◆ Task requirements ◆
Each record should be returned exactly as it is written.

◆ Recorded data ◆
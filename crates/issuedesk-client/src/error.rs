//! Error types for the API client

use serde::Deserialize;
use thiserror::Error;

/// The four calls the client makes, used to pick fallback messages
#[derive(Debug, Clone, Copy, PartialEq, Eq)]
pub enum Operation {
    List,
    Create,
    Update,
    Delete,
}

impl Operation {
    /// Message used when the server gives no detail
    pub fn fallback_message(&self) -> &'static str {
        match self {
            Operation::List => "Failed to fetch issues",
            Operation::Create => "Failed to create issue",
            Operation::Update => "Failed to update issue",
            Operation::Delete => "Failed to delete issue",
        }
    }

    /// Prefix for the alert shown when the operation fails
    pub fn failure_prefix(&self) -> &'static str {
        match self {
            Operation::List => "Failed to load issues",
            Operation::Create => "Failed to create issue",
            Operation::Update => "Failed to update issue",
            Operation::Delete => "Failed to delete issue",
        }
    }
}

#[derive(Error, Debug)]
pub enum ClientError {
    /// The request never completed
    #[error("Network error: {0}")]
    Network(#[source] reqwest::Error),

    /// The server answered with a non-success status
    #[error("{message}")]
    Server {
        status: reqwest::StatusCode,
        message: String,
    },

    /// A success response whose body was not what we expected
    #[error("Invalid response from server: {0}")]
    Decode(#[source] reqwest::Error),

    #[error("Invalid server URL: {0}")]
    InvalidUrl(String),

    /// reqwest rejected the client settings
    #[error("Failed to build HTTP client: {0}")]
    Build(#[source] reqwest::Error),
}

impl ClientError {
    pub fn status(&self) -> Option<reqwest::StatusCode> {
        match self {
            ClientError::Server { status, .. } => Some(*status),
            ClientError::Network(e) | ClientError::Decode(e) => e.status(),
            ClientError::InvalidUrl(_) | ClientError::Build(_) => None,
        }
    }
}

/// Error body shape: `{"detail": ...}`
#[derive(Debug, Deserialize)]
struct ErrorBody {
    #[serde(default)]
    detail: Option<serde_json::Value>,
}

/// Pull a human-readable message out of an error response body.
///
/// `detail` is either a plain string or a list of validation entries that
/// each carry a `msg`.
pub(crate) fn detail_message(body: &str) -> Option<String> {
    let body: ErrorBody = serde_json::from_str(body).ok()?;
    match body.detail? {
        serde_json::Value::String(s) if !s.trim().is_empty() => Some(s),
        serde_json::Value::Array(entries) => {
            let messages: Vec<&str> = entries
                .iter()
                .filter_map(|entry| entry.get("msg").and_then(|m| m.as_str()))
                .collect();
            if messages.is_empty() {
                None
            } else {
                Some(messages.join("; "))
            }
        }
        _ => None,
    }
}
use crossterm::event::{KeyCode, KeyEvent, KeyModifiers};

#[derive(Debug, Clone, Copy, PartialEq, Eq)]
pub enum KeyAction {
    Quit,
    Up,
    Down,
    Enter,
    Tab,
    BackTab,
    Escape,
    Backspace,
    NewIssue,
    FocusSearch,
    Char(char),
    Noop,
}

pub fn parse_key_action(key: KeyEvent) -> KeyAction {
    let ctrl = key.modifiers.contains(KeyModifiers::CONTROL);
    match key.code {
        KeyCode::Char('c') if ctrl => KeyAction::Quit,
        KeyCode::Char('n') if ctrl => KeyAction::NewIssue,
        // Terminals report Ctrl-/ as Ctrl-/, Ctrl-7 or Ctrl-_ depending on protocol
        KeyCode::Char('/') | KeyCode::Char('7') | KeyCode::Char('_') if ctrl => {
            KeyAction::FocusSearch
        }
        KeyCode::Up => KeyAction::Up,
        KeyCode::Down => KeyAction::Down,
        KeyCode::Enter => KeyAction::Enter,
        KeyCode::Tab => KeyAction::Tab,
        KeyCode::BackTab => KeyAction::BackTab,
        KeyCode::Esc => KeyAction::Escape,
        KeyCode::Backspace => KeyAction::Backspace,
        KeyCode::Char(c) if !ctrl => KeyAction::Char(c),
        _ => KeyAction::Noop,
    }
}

◆ Exercise result ◆
filename crates/issuedesk-client/src/error.rs
//! Error types for the API client

use serde::Deserialize;
use thiserror::Error;

/// The four calls the client makes, used to pick fallback messages
#[derive(Debug, Clone, Copy, PartialEq, Eq)]
pub enum Operation {
    List,
    Create,
    Update,
    Delete,
}

impl Operation {
    /// Message used when the server gives no detail
    pub fn fallback_message(&self) -> &'static str {
        match self {
            Operation::List => "Failed to fetch issues",
            Operation::Create => "Failed to create issue",
            Operation::Update => "Failed to update issue",
            Operation::Delete => "Failed to delete issue",
        }
    }

    /// Prefix for the alert shown when the operation fails
    pub fn failure_prefix(&self) -> &'static str {
        match self {
            Operation::List => "Failed to load issues",
            Operation::Create => "Failed to create issue",
            Operation::Update => "Failed to update issue",
            Operation::Delete => "Failed to delete issue",
        }
    }
}

#[derive(Error, Debug)]
pub enum ClientError {
    /// The request never completed
    #[error("Network error: {0}")]
    Network(#[source] reqwest::Error),

    /// The server answered with a non-success status
    #[error("{message}")]
    Server {
        status: reqwest::StatusCode,
        message: String,
    },

    /// A success response whose body was not what we expected
    #[error("Invalid response from server: {0}")]
    Decode(#[source] reqwest::Error),

    #[error("Invalid server URL: {0}")]
    InvalidUrl(String),

    /// reqwest rejected the client settings
    #[error("Failed to build HTTP client: {0}")]
    Build(#[source] reqwest::Error),
}

impl ClientError {
    pub fn status(&self) -> Option<reqwest::StatusCode> {
        match self {
            ClientError::Server { status, .. } => Some(*status),
            ClientError::Network(e) | ClientError::Decode(e) => e.status(),
            ClientError::InvalidUrl(_) | ClientError::Build(_) => None,
        }
    }
}

/// Error body shape: `{"detail": ...}`
#[derive(Debug, Deserialize)]
struct ErrorBody {
    #[serde(default)]
    detail: Option<serde_json::Value>,
}

/// Pull a human-readable message out of an error response body.
///
/// `detail` is either a plain string or a list of validation entries that
/// each carry a `msg`.
pub(crate) fn detail_message(body: &str) -> Option<String> {
    let body: ErrorBody = serde_json::from_str(body).ok()?;
    match body.detail? {
        serde_json::Value::String(s) if !s.trim().is_empty() => Some(s),
        serde_json::Value::Array(entries) => {
            let messages: Vec<&str> = entries
                .iter()
                .filter_map(|entry| entry.get("msg").and_then(|m| m.as_str()))
                .collect();
            if messages.is_empty() {
                None
            } else {
                Some(messages.join("; "))
            }
        }
        _ => None,
    }
}
use crossterm::event::{KeyCode, KeyEvent, KeyModifiers};

#[derive(Debug, Clone, Copy, PartialEq, Eq)]
pub enum KeyAction {
    Quit,
    Up,
    Down,
    Enter,
    Tab,
    BackTab,
    Escape,
    Backspace,
    NewIssue,
    FocusSearch,
    Char(char),
    Noop,
}

pub fn parse_key_action(key: KeyEvent) -> KeyAction {
    let ctrl = key.modifiers.contains(KeyModifiers::CONTROL);
    match key.code {
        KeyCode::Char('c') if ctrl => KeyAction::Quit,
        KeyCode::Char('n') if ctrl => KeyAction::NewIssue,
        // Terminals report Ctrl-/ as Ctrl-/, Ctrl-7 or Ctrl-_ depending on protocol
        KeyCode::Char('/') | KeyCode::Char('7') | KeyCode::Char('_') if ctrl => {
            KeyAction::FocusSearch
        }
        KeyCode::Up => KeyAction::Up,
        KeyCode::Down => KeyAction::Down,
        KeyCode::Enter => KeyAction::Enter,
        KeyCode::Tab => KeyAction::Tab,
        KeyCode::BackTab => KeyAction::BackTab,
        KeyCode::Esc => KeyAction::Escape,
        KeyCode::Backspace => KeyAction::Backspace,
        KeyCode::Char(c) if !ctrl => KeyAction::Char(c),
        _ => KeyAction::Noop,
    }
}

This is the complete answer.